Welcome Heather Domin to the blog. She’s here to talk to us about another Hidden Book Gem I found while wandering the internet. ~B
Stories come from all sorts of places – this one came from a newsboy cap.
I get most of my ideas from images, usually a random visual that pops up in my head and spins itself first into a character, then into a premise. Back in 2004 (dear lord, I just realized that was 10 years ago) I was watching an interview with an actor I had a crush on; he was wearing a gray newsboy cap, and I said jokingly to my roommate that he looked like an Irish terrorist. It was a throwaway comment (and not even a clever one), but over the next few days the image kept coming back to me, like a montage in a movie trailer: not a terrorist but a hero, running through smoky streets, dodging gunfire, trying to rescue someone he loved. Thus Adam Elliott (and his gray cap) was born. William developed just as quickly – I knew I wanted a cinematic drama with lots of danger and a love story to match, and what could be more dangerous in 1920s Dublin than falling in love with another man who’s secretly working for the Crown? I’m a sucker for the enemies-to-lovers trope. I wanted Adam and William to be two sides of the same coin, two people who had been through similar traumas but reacted to them in a very different ways. I decided to tell the story from William’s point of view so the reader could experience Adam along with him, but it didn’t take long to realize that it was William’s story I was really telling. The outline came together pretty quickly, and everything took off from there. There was so much to explore: history, culture, religion, class, love, loss, fate…. plus, you know, beautiful men with accents angsting all over the place while wearing (or not wearing) period clothes. Because newsboy cap.
I find this period in Irish history fascinating, and I did a lot of research to be as accurate as possible so that nothing would come off as caricature. As a history buff it’s important to me to create a sense of place; in the end Dublin itself became a character, which I think adds to the story as a whole. I wrote most of Allegiance for NaNoWriMo 2004 and finished it over 2005; I shared it with my friends, and then it lingered for years gathering internet dust while I worked on my Roman novel. Fast forward to 2011 – I was going through a pretty rough time, and I decided to cheer myself up by pulling my old beloved Irish story out of mothballs and putting it out into the world it as a free e-book. I released Allegiance on New Year’s Day 2012, and the two years since have been pretty darn awesome.
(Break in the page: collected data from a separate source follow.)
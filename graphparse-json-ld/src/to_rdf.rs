//! Expanded JSON-LD to GraphSink events.
//!
//! - `@type` becomes `rdf:type`
//! - `@list` becomes an `rdf:first` / `rdf:rest` chain
//! - `@reverse` properties swap subject and object
//! - a node with `@graph` names the graph its members are written to
//! - native numbers and booleans become xsd literals; `@json` values become
//!   `rdf:JSON` literals in canonical form
//!
//! Node identifiers and properties that are not absolute IRIs or blank
//! node identifiers are dropped.

use crate::canonical::canonicalize;
use crate::error::{JsonLdError, Result};
use crate::iri::{is_blank, is_well_formed_node};
use graphparse_ir::{Datatype, GraphSink, LiteralValue, TermId};
use graphparse_vocab::{rdf, xsd};
use serde_json::{Map, Value};
use std::sync::Arc;
use tracing::debug;

/// Convert expanded JSON-LD to GraphSink events
pub fn to_graph_events<S: GraphSink>(expanded: &Value, sink: &mut S) -> Result<()> {
    match expanded {
        Value::Array(arr) => {
            for item in arr {
                process_node(item, sink, None, None)?;
            }
        }
        Value::Object(_) => {
            process_node(expanded, sink, None, None)?;
        }
        _ => {
            return Err(JsonLdError::InvalidStructure(
                "Expected expanded array or object".to_string(),
            ))
        }
    }
    Ok(())
}

fn node_term<S: GraphSink>(id: &str, sink: &mut S) -> Option<TermId> {
    if !is_well_formed_node(id) {
        debug!(id, "dropping node with relative identifier");
        return None;
    }
    Some(match id.strip_prefix("_:") {
        Some(label) => sink.term_blank(Some(label)),
        None => sink.term_iri(id),
    })
}

fn as_object(value: &Value) -> Result<&Map<String, Value>> {
    value
        .as_object()
        .ok_or_else(|| JsonLdError::InvalidStructure("Expected node to be an object".to_string()))
}

fn as_array(value: &Value) -> Vec<&Value> {
    match value {
        Value::Array(arr) => arr.iter().collect(),
        other => vec![other],
    }
}

/// Process a single node object; returns its subject term.
///
/// `forced_subject` carries the blank node already allocated for an
/// embedded node without `@id`.
fn process_node<S: GraphSink>(
    node: &Value,
    sink: &mut S,
    graph: Option<TermId>,
    forced_subject: Option<TermId>,
) -> Result<Option<TermId>> {
    let obj = as_object(node)?;

    let subject = match (forced_subject, obj.get("@id")) {
        (Some(id), _) => Some(id),
        (None, Some(id_val)) => {
            let id = id_val.as_str().ok_or_else(|| {
                JsonLdError::InvalidStructure("@id must be a string".to_string())
            })?;
            node_term(id, sink)
        }
        (None, None) => Some(sink.term_blank(None)),
    };

    if let Some(members) = obj.get("@graph") {
        // the graph is named by this node; members are written into it
        let name = subject.or_else(|| Some(sink.term_blank(None)));
        for member in as_array(members) {
            process_node(member, sink, name, None)?;
        }
    }

    let Some(subject) = subject else {
        return Ok(None);
    };

    for (key, value) in obj {
        match key.as_str() {
            "@type" => {
                let rdf_type = sink.term_iri(rdf::TYPE);
                for type_val in as_array(value) {
                    if let Some(object) = type_val.as_str().and_then(|t| node_term(t, sink)) {
                        sink.emit_quad(subject, rdf_type, object, graph);
                    }
                }
            }
            "@reverse" => {
                let Value::Object(reverse) = value else {
                    continue;
                };
                for (property, values) in reverse {
                    if !is_well_formed_node(property) || is_blank(property) {
                        continue;
                    }
                    let predicate = sink.term_iri(property);
                    for val in as_array(values) {
                        if let Some(object) = process_value(val, sink, graph)? {
                            sink.emit_quad(object, predicate, subject, graph);
                        }
                    }
                }
            }
            k if k.starts_with('@') => {}
            property => {
                if !is_well_formed_node(property) || is_blank(property) {
                    debug!(property, "dropping property without an absolute IRI");
                    continue;
                }
                let predicate = sink.term_iri(property);
                for val in as_array(value) {
                    if let Some(object) = process_value(val, sink, graph)? {
                        sink.emit_quad(subject, predicate, object, graph);
                    }
                }
            }
        }
    }

    Ok(Some(subject))
}

/// Term for a value object, node reference, embedded node or list
fn process_value<S: GraphSink>(value: &Value, sink: &mut S, graph: Option<TermId>) -> Result<Option<TermId>> {
    let obj = as_object(value)?;

    if let Some(val) = obj.get("@value") {
        return Ok(process_literal(val, obj, sink));
    }

    if let Some(list) = obj.get("@list") {
        return process_list(list, sink, graph).map(Some);
    }

    if obj.len() == 1 {
        if let Some(Value::String(id)) = obj.get("@id") {
            return Ok(node_term(id, sink));
        }
    }

    if obj.contains_key("@id") {
        return process_node(value, sink, graph, None);
    }

    // Embedded node without @id: allocate its blank node first so the
    // edge and the node's own statements share identity
    let subject = sink.term_blank(None);
    process_node(value, sink, graph, Some(subject))
}

/// Emit the `rdf:first` / `rdf:rest` chain for a list and return its head
fn process_list<S: GraphSink>(list: &Value, sink: &mut S, graph: Option<TermId>) -> Result<TermId> {
    let mut items = Vec::new();
    for item in as_array(list) {
        if let Some(term) = process_value(item, sink, graph)? {
            items.push(term);
        }
    }

    let nil = sink.term_iri(rdf::NIL);
    if items.is_empty() {
        return Ok(nil);
    }

    let first = sink.term_iri(rdf::FIRST);
    let rest = sink.term_iri(rdf::REST);
    let nodes: Vec<TermId> = items.iter().map(|_| sink.term_blank(None)).collect();

    for (i, (node, item)) in nodes.iter().zip(&items).enumerate() {
        sink.emit_quad(*node, first, *item, graph);
        let next = nodes.get(i + 1).copied().unwrap_or(nil);
        sink.emit_quad(*node, rest, next, graph);
    }

    Ok(nodes[0])
}

/// Process a literal value with @value, @type, @language
fn process_literal<S: GraphSink>(val: &Value, obj: &Map<String, Value>, sink: &mut S) -> Option<TermId> {
    let datatype = obj.get("@type").and_then(|t| t.as_str());
    let language = obj.get("@language").and_then(|l| l.as_str());

    if datatype == Some("@json") {
        return Some(sink.term_literal_value(
            LiteralValue::Json(Arc::from(canonicalize(val))),
            Datatype::rdf_json(),
        ));
    }

    match val {
        Value::String(s) => Some(match (language, datatype) {
            (Some(lang), _) => sink.term_literal(s, Datatype::rdf_lang_string(), Some(lang)),
            (None, Some(dt)) => sink.term_literal(s, Datatype::from_iri(dt), None),
            (None, None) => sink.term_literal(s, Datatype::xsd_string(), None),
        }),
        Value::Bool(b) => Some(sink.term_literal_value(
            LiteralValue::Boolean(*b),
            datatype.map_or_else(Datatype::xsd_boolean, Datatype::from_iri),
        )),
        Value::Number(n) => {
            let f = n.as_f64()?;
            let integral = n.is_i64() || n.is_u64() || (f.fract() == 0.0 && f.abs() < 1e21);
            let as_double = datatype == Some(xsd::DOUBLE) || !integral;
            let value = match n.as_i64() {
                Some(i) if !as_double => LiteralValue::Integer(i),
                _ if !as_double && f.abs() < i64::MAX as f64 => LiteralValue::Integer(f as i64),
                _ => LiteralValue::Double(f),
            };
            let default = if matches!(value, LiteralValue::Integer(_)) {
                Datatype::xsd_integer()
            } else {
                Datatype::xsd_double()
            };
            Some(sink.term_literal_value(value, datatype.map_or(default, Datatype::from_iri)))
        }
        Value::Null | Value::Array(_) | Value::Object(_) => None,
    }
}
//! Line-oriented N-Quads reader.
//!
//! Yields statements in lexical notation rather than as terms: IRIs as
//! `<iri>`, blank nodes as `_:label`, literals as `"value"` followed by
//! `@lang` or `^^<datatype>`. Turning these back into terms is left to the
//! caller.

use std::fmt;

use graphparse_ir::iri;

use crate::error::{Result, TurtleError};
use crate::lex::{tokenize, Token, TokenKind};

/// One N-Quads statement with every position in lexical notation
#[derive(Clone, Debug, PartialEq, Eq)]
pub struct LexicalQuad {
    pub subject: String,
    pub predicate: String,
    pub object: String,
    pub graph: Option<String>,
}

impl fmt::Display for LexicalQuad {
    fn fmt(&self, f: &mut fmt::Formatter<'_>) -> fmt::Result {
        write!(f, "{} {} {}", self.subject, self.predicate, self.object)?;
        if let Some(graph) = &self.graph {
            write!(f, " {graph}")?;
        }
        f.write_str(" .")
    }
}

/// Iterator over the statements of an N-Quads document.
///
/// Comments and blank lines are skipped. A malformed line yields an error
/// carrying its 1-based line number; the iterator can be resumed after it.
pub struct NQuadsReader<'a> {
    lines: std::iter::Enumerate<std::str::Lines<'a>>,
}

impl<'a> NQuadsReader<'a> {
    pub fn new(input: &'a str) -> Self {
        Self {
            lines: input.lines().enumerate(),
        }
    }
}

impl Iterator for NQuadsReader<'_> {
    type Item = Result<LexicalQuad>;

    fn next(&mut self) -> Option<Self::Item> {
        for (index, line) in self.lines.by_ref() {
            let trimmed = line.trim();
            if trimmed.is_empty() || trimmed.starts_with('#') {
                continue;
            }
            return Some(read_line(trimmed).map_err(|message| TurtleError::Line {
                line: index + 1,
                message,
            }));
        }
        None
    }
}

/// Read every statement, stopping at the first malformed line
pub fn read_all(input: &str) -> Result<Vec<LexicalQuad>> {
    NQuadsReader::new(input).collect()
}

fn read_line(line: &str) -> std::result::Result<LexicalQuad, String> {
    let tokens = tokenize(line).map_err(|e| e.to_string())?;
    let mut cursor = LineCursor { tokens, pos: 0 };

    let subject = cursor.resource("subject")?;
    let predicate = match cursor.next_kind() {
        TokenKind::Iri(value) => absolute_iri(&value)?,
        other => return Err(format!("expected predicate IRI, found {other}")),
    };
    let object = cursor.object()?;
    let graph = match cursor.peek() {
        TokenKind::Dot => None,
        TokenKind::Eof => return Err("expected '.', found end of input".to_string()),
        _ => Some(cursor.resource("graph label")?),
    };

    match cursor.next_kind() {
        TokenKind::Dot => {}
        other => return Err(format!("expected '.', found {other}")),
    }
    match cursor.next_kind() {
        TokenKind::Eof => {}
        TokenKind::Dot => return Err("expected end of line, found '.'".to_string()),
        other => return Err(format!("expected end of line, found {other}")),
    }

    Ok(LexicalQuad {
        subject,
        predicate,
        object,
        graph,
    })
}

fn absolute_iri(value: &str) -> std::result::Result<String, String> {
    if iri::is_absolute(value) {
        Ok(format!("<{value}>"))
    } else {
        Err(format!("relative IRI <{value}> is not allowed"))
    }
}

struct LineCursor {
    tokens: Vec<Token>,
    pos: usize,
}

impl LineCursor {
    fn peek(&self) -> &TokenKind {
        &self.tokens[self.pos].kind
    }

    fn next_kind(&mut self) -> TokenKind {
        let kind = self.tokens[self.pos].kind.clone();
        if !matches!(kind, TokenKind::Eof) {
            self.pos += 1;
        }
        kind
    }

    /// IRI or blank node
    fn resource(&mut self, what: &str) -> std::result::Result<String, String> {
        match self.next_kind() {
            TokenKind::Iri(value) => absolute_iri(&value),
            TokenKind::BlankNodeLabel(label) => Ok(format!("_:{label}")),
            other => Err(format!("expected {what}, found {other}")),
        }
    }

    fn object(&mut self) -> std::result::Result<String, String> {
        let value = match self.peek() {
            TokenKind::String(value) => value.clone(),
            _ => return self.resource("object"),
        };
        self.pos += 1;

        match self.peek().clone() {
            TokenKind::LangTag(lang) => {
                self.pos += 1;
                Ok(format!("\"{value}\"@{lang}"))
            }
            TokenKind::DoubleCaret => {
                self.pos += 1;
                match self.next_kind() {
                    TokenKind::Iri(datatype) => Ok(format!("\"{value}\"^^{}", absolute_iri(&datatype)?)),
                    other => Err(format!("expected datatype IRI, found {other}")),
                }
            }
            _ => Ok(format!("\"{value}\"")),
        }
    }
}
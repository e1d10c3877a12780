use graphparse_ir::IriError;
use serde_json::Value as JsonValue;
use thiserror::Error;

#[derive(Error, Debug, Clone)]
pub enum JsonLdError {
    #[error("Invalid context: {message}")]
    InvalidContext { message: String },

    #[error("Invalid IRI mapping for term '{term}'")]
    InvalidIriMapping { term: String },

    #[error("@language cannot be used for values with a specified @type")]
    LanguageWithType,

    #[error("Lists of lists are not supported at: {idx:?}")]
    NestedSequence { idx: Vec<JsonValue> },

    #[error("Invalid expanded JSON-LD: {0}")]
    InvalidStructure(String),

    #[error("IRI resolution error: {0}")]
    Iri(#[from] IriError),
}

pub type Result<T> = std::result::Result<T, JsonLdError>;
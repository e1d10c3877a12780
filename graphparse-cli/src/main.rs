mod cli;
mod config;
mod detect;
mod error;
mod input;

use clap::Parser as _;
use cli::Cli;
use error::{exit_with_error, CliError, CliResult};
use graphparse::{ParseError, Parser};
use graphparse_ir::Graph;
use tracing::debug;

fn init_tracing(cli: &Cli) {
    // --quiet keeps errors only. Otherwise RUST_LOG wins, falling back to
    // debug with --verbose and to warnings (skipped statements) by default.
    let filter = if cli.quiet {
        tracing_subscriber::EnvFilter::new("error")
    } else {
        let fallback = if cli.verbose { "debug" } else { "warn" };
        tracing_subscriber::EnvFilter::try_from_default_env().unwrap_or_else(|_| fallback.into())
    };

    let ansi = !(cli.no_color || std::env::var_os("NO_COLOR").is_some());

    tracing_subscriber::fmt()
        .with_env_filter(filter)
        .with_ansi(ansi)
        .with_target(true)
        .with_writer(std::io::stderr)
        .init();
}

#[tokio::main]
async fn main() {
    let cli = Cli::parse();

    // Errors go to stderr, so a piped stdout keeps colored errors.
    if cli.no_color || std::env::var_os("NO_COLOR").is_some() {
        colored::control::set_override(false);
    }

    init_tracing(&cli);

    if let Err(e) = run(cli).await {
        exit_with_error(e);
    }
}

async fn run(cli: Cli) -> CliResult<()> {
    if cli.list_formats {
        for content_type in graphparse::handled_content_types() {
            println!("{content_type}");
        }
        return Ok(());
    }

    let config = config::resolve(&cli)?;
    let source = input::resolve_input(cli.file.as_deref())?;
    let content = input::read_input(&source)?;

    let content_type = cli
        .content_type
        .clone()
        .or_else(|| detect::detect_content_type(source.path(), &content).map(String::from));
    let base = match cli.base.clone() {
        Some(base) => base,
        None => input::default_base(&source)?,
    };
    let name = source.describe();
    debug!(input = %name, ?content_type, base = %base, "read input");

    let parser = Parser::new(config);
    let mut graph = Graph::new();
    let mut failure: Option<CliError> = None;
    parser
        .parse(
            &content,
            &mut graph,
            &base,
            content_type.as_deref(),
            Some(Box::new(|fault: Option<&ParseError>, _: &mut Graph| {
                failure = fault.map(|f| CliError::from_fault(f, &name));
            })),
        )
        .await?;

    if let Some(err) = failure {
        return Err(err);
    }

    print!("{}", graph.to_nquads());
    Ok(())
}
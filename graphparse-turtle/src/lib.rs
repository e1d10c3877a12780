//! Text readers for graphparse: Turtle/N3, N-Quads and SPARQL Update.
//!
//! The Turtle parser emits to `graphparse_ir::GraphSink`; the N-Quads reader
//! yields statements in lexical notation; the update reader produces a
//! [`Patch`] of ground statement sets.
//!
//! # Example
//!
//! ```
//! use graphparse_turtle::parse_with_base;
//! use graphparse_ir::GraphCollectorSink;
//!
//! let turtle = r#"
//!     @prefix foaf: <http://xmlns.com/foaf/0.1/> .
//!     <#me> foaf:name "Alice" ;
//!           foaf:age 30 .
//! "#;
//!
//! let mut sink = GraphCollectorSink::new();
//! parse_with_base(turtle, "https://alice.example/profile", &mut sink).unwrap();
//! assert_eq!(sink.finish().len(), 2);
//! ```

pub mod error;
pub mod lex;
pub mod nquads;
pub mod parser;
pub mod update;

pub use error::{Result, TurtleError};
pub use lex::{tokenize, Lexer, Token, TokenKind};
pub use nquads::{LexicalQuad, NQuadsReader};
pub use parser::{parse, parse_with_base, Parser};
pub use update::{parse_update, Patch};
The way people have responded to this story warms the cold cockles of my wizened heart, but it’s true that it has never reached its potential in terms of exposure and readership. One reason is genre – my stories tend to mix several genres, making them harder to market (too much sex for the action crowd, not enough sex for the romance crowd, etc.). But let’s be real: the main reason is that writers need to put a lot of effort into self-promotion if they want their stories to stand out, and I am pretty terrible at that. It’s just not how I roll. I am neurotically introverted, socially awkward, lacking in self-esteem, and extremely lazy, none of which make for great marketing skills. So I lurk in my corner and do my thing like I’ve always done, and take advantage of promo opportunities when they arise. (Like being invited to do a guest post at an awesome book blog! Hey!) Which means I’ll probably never be “successful” in financial terms, but I’m copacetic. I just want to share stories with as many readers as I can manage. Books were my escape as a kid, and they’re still my escape as a pseudo-grownup – if one person out there reads something I wrote to forget about their crap day, that is my success.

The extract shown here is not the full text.